Polio would leave her without any visible marks, but forged a fierce spirit and a determination that was coupled with gratitude and grace, making her a force of nature.
She raced through college, earning a degree in math from Auburn University in just three years. She was often the only woman in her college math class.
She taught math for more than 20 years in Georgia, finishing her career at Carrollton High School, whose graduates have given me a glimpse into the impact she made.
They recognize her for being tough but fair, and demanding a lot from them.

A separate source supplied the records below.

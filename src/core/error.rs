use std::fmt;
use std::path::PathBuf;

use serde_json::Value;
use thiserror::Error;

/// Errors returned by sessions, transports and resource clients.
#[derive(Debug, Error)]
#[non_exhaustive]
pub enum Error {
    /// The remote API answered 401. The response body is discarded.
    #[error("Authentication failure")]
    Authentication {
        /// Request path relative to the surface base URL.
        endpoint: Option<String>,
        /// HTTP method of the rejected request.
        method: Option<String>,
    },

    /// The remote API answered 500.
    #[error("Internal server error: {body}")]
    Server {
        /// Raw response body.
        body: String,
        /// Request path relative to the surface base URL.
        endpoint: Option<String>,
        /// HTTP method of the failed request.
        method: Option<String>,
    },

    /// Any other non-2xx answer, a malformed 2xx body or a network failure.
    #[error(transparent)]
    Api(#[from] ApiError),

    /// The underlying HTTP client failed before a response was received.
    ///
    /// Only returned by [`Transport::request`](super::Transport::request);
    /// resource clients convert it into an [`ApiError`] with status code 0.
    #[error("HTTP transport error: {0}")]
    Http(#[from] reqwest::Error),

    /// The request log file could not be opened for appending.
    #[error("cannot open request log {}: {source}", .path.display())]
    RequestLog {
        path: PathBuf,
        #[source]
        source: std::io::Error,
    },

    /// Invalid base URL, header or client option.
    #[error("configuration error: {0}")]
    Config(String),

    /// A request body could not be serialized to JSON.
    #[error("serialization error: {0}")]
    Serialization(#[from] serde_json::Error),
}

impl Error {
    /// HTTP status code associated with this error, `0` when none was received.
    pub fn status_code(&self) -> u16 {
        match self {
            Self::Authentication { .. } => 401,
            Self::Server { .. } => 500,
            Self::Api(e) => e.status_code,
            _ => 0,
        }
    }

    /// Request path of the failed call, when known.
    pub fn endpoint(&self) -> Option<&str> {
        match self {
            Self::Authentication { endpoint, .. } | Self::Server { endpoint, .. } => {
                endpoint.as_deref()
            }
            Self::Api(e) => e.endpoint.as_deref(),
            _ => None,
        }
    }

    /// HTTP method of the failed call, when known.
    pub fn method(&self) -> Option<&str> {
        match self {
            Self::Authentication { method, .. } | Self::Server { method, .. } => method.as_deref(),
            Self::Api(e) => e.method.as_deref(),
            _ => None,
        }
    }

    /// Returns the inner [`ApiError`], if any.
    pub fn as_api_error(&self) -> Option<&ApiError> {
        match self {
            Self::Api(e) => Some(e),
            _ => None,
        }
    }

    /// Whether retrying the same request later could succeed.
    ///
    /// The crate never retries by itself; this is a hint for caller policies.
    pub fn is_retryable(&self) -> bool {
        match self {
            Self::Server { .. } | Self::Http(_) => true,
            Self::Api(e) => e.is_retryable(),
            _ => false,
        }
    }
}

/// Classification of an [`ApiError`], derived from its status code alone.
#[derive(Debug, Clone, Copy, PartialEq, Eq, Hash)]
pub enum ErrorKind {
    /// No HTTP response was received (status code 0).
    Network,
    /// 4xx.
    Client,
    /// 5xx.
    Server,
    /// Anything else, e.g. a 2xx with an unparseable body.
    Other,
}

impl ErrorKind {
    pub fn from_status(status_code: u16) -> Self {
        match status_code {
            0 => Self::Network,
            400..=499 => Self::Client,
            500..=599 => Self::Server,
            _ => Self::Other,
        }
    }
}

/// An API call failed with a classified message.
#[derive(Debug, Clone, PartialEq)]
pub struct ApiError {
    /// Human-readable message including the category prefix,
    /// e.g. `"Not Found: 404 - Document not found"`.
    pub message: String,
    /// HTTP status code; `0` for network-level failures.
    pub status_code: u16,
    /// Request path relative to the surface base URL.
    pub endpoint: Option<String>,
    /// HTTP method.
    pub method: Option<String>,
    /// Decoded response body, or the raw body as a JSON string when it
    /// was not valid JSON. `Value::Null` when there was no body.
    pub body: Value,
}

impl ApiError {
    pub fn new(message: impl Into<String>, status_code: u16) -> Self {
        Self {
            message: message.into(),
            status_code,
            endpoint: None,
            method: None,
            body: Value::Null,
        }
    }

    /// Attach the request that produced this error.
    pub fn with_request(mut self, method: impl Into<String>, endpoint: impl Into<String>) -> Self {
        self.method = Some(method.into());
        self.endpoint = Some(endpoint.into());
        self
    }

    /// Attach the response body snapshot.
    pub fn with_body(mut self, body: Value) -> Self {
        self.body = body;
        self
    }

    pub fn kind(&self) -> ErrorKind {
        ErrorKind::from_status(self.status_code)
    }

    pub fn is_network(&self) -> bool {
        self.kind() == ErrorKind::Network
    }

    pub fn is_client_error(&self) -> bool {
        self.kind() == ErrorKind::Client
    }

    pub fn is_server_error(&self) -> bool {
        self.kind() == ErrorKind::Server
    }

    /// Network failures, 429 and 5xx.
    pub fn is_retryable(&self) -> bool {
        matches!(self.kind(), ErrorKind::Network | ErrorKind::Server) || self.status_code == 429
    }
}

impl fmt::Display for ApiError {
    fn fmt(&self, f: &mut fmt::Formatter<'_>) -> fmt::Result {
        f.write_str(&self.message)
    }
}

impl std::error::Error for ApiError {}
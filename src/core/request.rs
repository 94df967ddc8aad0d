//! Request execution and response classification shared by all resource clients.

use std::borrow::Cow;

use reqwest::{Method, StatusCode};
use serde::Serialize;
use serde_json::{Map, Value};

use super::error::{ApiError, Error};
use super::session::Session;
use super::transport::RawResponse;

/// Fields checked, in order, for a human-readable error message.
///
/// Applied to the decoded body first, then to a nested `error` object.
pub const ERROR_MESSAGE_FIELDS: [&str; 5] =
    ["message", "error", "error_description", "detail", "title"];

/// Content type used by the XML document endpoints.
pub const XML_CONTENT_TYPE: &str = "text/xml";

/// Query, headers and body of a single request.
#[derive(Debug, Clone, Default)]
pub struct RequestOptions {
    pub(crate) query: Vec<(String, String)>,
    pub(crate) headers: Vec<(String, String)>,
    pub(crate) body: Option<RequestBody>,
    pub(crate) basic_auth: Option<(String, String)>,
}

#[derive(Debug, Clone)]
pub(crate) enum RequestBody {
    Json(Vec<u8>),
    Raw { bytes: Vec<u8>, content_type: String },
}

impl RequestOptions {
    pub fn new() -> Self {
        Self::default()
    }

    pub fn query(mut self, key: impl Into<String>, value: impl Into<String>) -> Self {
        self.query.push((key.into(), value.into()));
        self
    }

    /// Add a query parameter only when `value` is set.
    pub fn query_opt<V: Into<String>>(self, key: impl Into<String>, value: Option<V>) -> Self {
        match value {
            Some(value) => self.query(key, value),
            None => self,
        }
    }

    pub fn queries<I, K, V>(mut self, pairs: I) -> Self
    where
        I: IntoIterator<Item = (K, V)>,
        K: Into<String>,
        V: Into<String>,
    {
        self.query
            .extend(pairs.into_iter().map(|(k, v)| (k.into(), v.into())));
        self
    }

    pub fn header(mut self, name: impl Into<String>, value: impl Into<String>) -> Self {
        self.headers.push((name.into(), value.into()));
        self
    }

    /// Serialize `body` as the JSON request body.
    pub fn json<T: Serialize + ?Sized>(mut self, body: &T) -> Result<Self, Error> {
        self.body = Some(RequestBody::Json(serde_json::to_vec(body)?));
        Ok(self)
    }

    /// Send `bytes` verbatim with the given content type.
    pub fn raw(mut self, bytes: impl Into<Vec<u8>>, content_type: impl Into<String>) -> Self {
        self.body = Some(RequestBody::Raw {
            bytes: bytes.into(),
            content_type: content_type.into(),
        });
        self
    }

    /// Send an XML document as `text/xml`.
    pub fn xml(self, document: impl Into<Vec<u8>>) -> Self {
        self.raw(document, XML_CONTENT_TYPE)
    }

    /// Authenticate this request with Basic credentials instead of the
    /// session token.
    pub fn basic_auth(mut self, user: impl Into<String>, password: impl Into<String>) -> Self {
        self.basic_auth = Some((user.into(), password.into()));
        self
    }
}

/// Execute a request and decode its JSON body.
///
/// An empty 2xx body yields an empty JSON object.
pub fn send_json(
    session: &Session,
    method: Method,
    path: &str,
    options: RequestOptions,
) -> Result<Value, Error> {
    let response = execute(session, &method, path, options)?;
    Ok(decode_body(&method, path, &response)?)
}

/// Execute a request and return the raw 2xx body (PDF, XML, ...).
pub fn send_raw(
    session: &Session,
    method: Method,
    path: &str,
    options: RequestOptions,
) -> Result<Vec<u8>, Error> {
    Ok(execute(session, &method, path, options)?.body)
}

/// Execute a request and return the whole 2xx response, headers included.
pub fn send_with_headers(
    session: &Session,
    method: Method,
    path: &str,
    options: RequestOptions,
) -> Result<RawResponse, Error> {
    execute(session, &method, path, options)
}

fn execute(
    session: &Session,
    method: &Method,
    path: &str,
    options: RequestOptions,
) -> Result<RawResponse, Error> {
    let response = match session.client().request(method.clone(), path, options) {
        Ok(response) => response,
        Err(Error::Http(e)) => return Err(network_error(method, path, &e).into()),
        Err(e) => return Err(e),
    };

    if response.is_success() {
        Ok(response)
    } else {
        let err = status_error(method, path, &response);
        tracing::debug!(method = %method, path, status = response.status, message = %err.message, "API error");
        Err(err.into())
    }
}

/// Decode a 2xx body. Empty bodies become `{}`.
///
/// The bytes are parsed as they are, so invalid UTF-8 is rejected; the lossy
/// text only ends up in the error's body snapshot.
pub fn decode_body(method: &Method, path: &str, response: &RawResponse) -> Result<Value, ApiError> {
    if response.body.iter().all(u8::is_ascii_whitespace) {
        return Ok(Value::Object(Map::new()));
    }
    serde_json::from_slice(&response.body).map_err(|e| {
        ApiError::new(format!("Invalid JSON response: {e}"), response.status)
            .with_request(method.as_str(), path)
            .with_body(Value::String(response.text().into_owned()))
    })
}

/// Classify a non-2xx response.
///
/// The message has the shape `"{label}: {status} - {detail}"`, e.g.
/// `"Not Found: 404 - Document not found"`.
pub fn status_error(method: &Method, path: &str, response: &RawResponse) -> ApiError {
    let status = response.status;
    let text = response.text();
    let body = parse_error_body(&text);
    let detail = extract_error_message(&body)
        .map(Cow::Owned)
        .unwrap_or_else(|| {
            if text.trim().is_empty() {
                Cow::Borrowed(
                    StatusCode::from_u16(status)
                        .ok()
                        .and_then(|s| s.canonical_reason())
                        .unwrap_or(""),
                )
            } else {
                text.clone()
            }
        });

    ApiError::new(
        format!("{}: {status} - {detail}", status_label(status)),
        status,
    )
    .with_request(method.as_str(), path)
    .with_body(body)
}

fn parse_error_body(text: &str) -> Value {
    if text.trim().is_empty() {
        return Value::Null;
    }
    serde_json::from_str(text).unwrap_or_else(|_| Value::String(text.to_string()))
}

/// Category label for a status code.
pub fn status_label(status: u16) -> &'static str {
    match status {
        400 => "Bad Request",
        401 => "Unauthorized",
        403 => "Forbidden",
        404 => "Not Found",
        409 => "Conflict",
        422 => "Validation Error",
        429 => "Rate Limit Exceeded",
        s if s >= 500 => "Server Error",
        _ => "API Error",
    }
}

/// Find the first non-empty message among [`ERROR_MESSAGE_FIELDS`],
/// looking one level into a nested `error` object if needed.
pub fn extract_error_message(body: &Value) -> Option<String> {
    let object = body.as_object()?;
    first_message(object)
        .or_else(|| {
            object
                .get("error")
                .and_then(Value::as_object)
                .and_then(first_message)
        })
        .map(str::to_string)
}

fn first_message(object: &Map<String, Value>) -> Option<&str> {
    ERROR_MESSAGE_FIELDS.iter().find_map(|field| {
        object
            .get(*field)
            .and_then(Value::as_str)
            .filter(|s| !s.trim().is_empty())
    })
}

/// Kind of failure when no usable HTTP response was received.
#[derive(Debug, Clone, Copy, PartialEq, Eq)]
pub enum NetworkFailure {
    Connection,
    Server,
    Client,
    TooManyRedirects,
    Request,
    Network,
}

impl NetworkFailure {
    pub fn classify(err: &reqwest::Error) -> Self {
        if err.is_connect() || err.is_timeout() {
            return Self::Connection;
        }
        if let Some(status) = err.status() {
            return if status.is_server_error() {
                Self::Server
            } else if status.is_client_error() {
                Self::Client
            } else {
                Self::Request
            };
        }
        if err.is_redirect() {
            Self::TooManyRedirects
        } else if err.is_builder() || err.is_request() || err.is_body() {
            Self::Request
        } else {
            Self::Network
        }
    }

    pub fn label(self) -> &'static str {
        match self {
            Self::Connection => "Connection Error",
            Self::Server => "Server Error",
            Self::Client => "Client Error",
            Self::TooManyRedirects => "Too Many Redirects",
            Self::Request => "Request Error",
            Self::Network => "Network Error",
        }
    }
}

/// Wrap a transport failure as an [`ApiError`] with status code 0.
pub(crate) fn network_error(method: &Method, path: &str, err: &reqwest::Error) -> ApiError {
    let failure = NetworkFailure::classify(err);
    tracing::warn!(method = %method, path, kind = failure.label(), error = %err, "request failed");
    ApiError::new(format!("{}: {err}", failure.label()), 0).with_request(method.as_str(), path)
}

/// Percent-encode a caller-supplied path segment.
pub fn encode_segment(segment: &str) -> Cow<'_, str> {
    urlencoding::encode(segment)
}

She was the type of teacher who knew before they did what they had inside and what they could accomplish if they just applied themselves.
This past week I've had the opportunity to talk with several women at various stages of life: starting out, mid-stream and in the twilight. This, coupled with the approach of my mother's birthday, has led me to reflect on the importance of understanding where one is in life and of taking advantage of opportunities as they appear.
As a child, I felt that the days seemed to barely move from one to another. Christmas came too slowly, as did summer vacation. On a weekend afternoon, when I had nothing to do, time could almost seem to stand still. In college, it sped up a bit, but still moved relatively slowly.
It sped up once I had children. But still, when they were small, it seemed to me that their initial phase of life -- the one where they had to be bathed, dressed and fed -- would last forever.
But, of course, nothing does. My children, now 14 and 12, are in middle school, and I can imagine a time when they are both out of the house and at college. I know that the six years the 12-year-old has left at home will go by in a flash.
However, my awareness that life's seasons will change has not brought me patience. Instead, it has led me to understand my impatience. That, I would argue, is the first step toward improvement.
How does this understanding and acceptance of phases connect with the loss of my mother? It helps me to understand the words from the Book of Ecclesiastes that were popularized and immortalized by Pete Seeger, whose final season came last month.
"To everything there is a season, A time for every purpose under heaven: A time to be born, And a time to die; A time to plant, And a time to pluck what is planted; A time to kill, And a time to heal; A time to break down, And a time to build up; A time to weep, And a time to laugh; A time to mourn, And a time to dance."
It's fine to mourn, and it's fine to dance, and it's fine to know that part of life itself is to understand that nothing lasts forever, and that even the sad times should be embraced.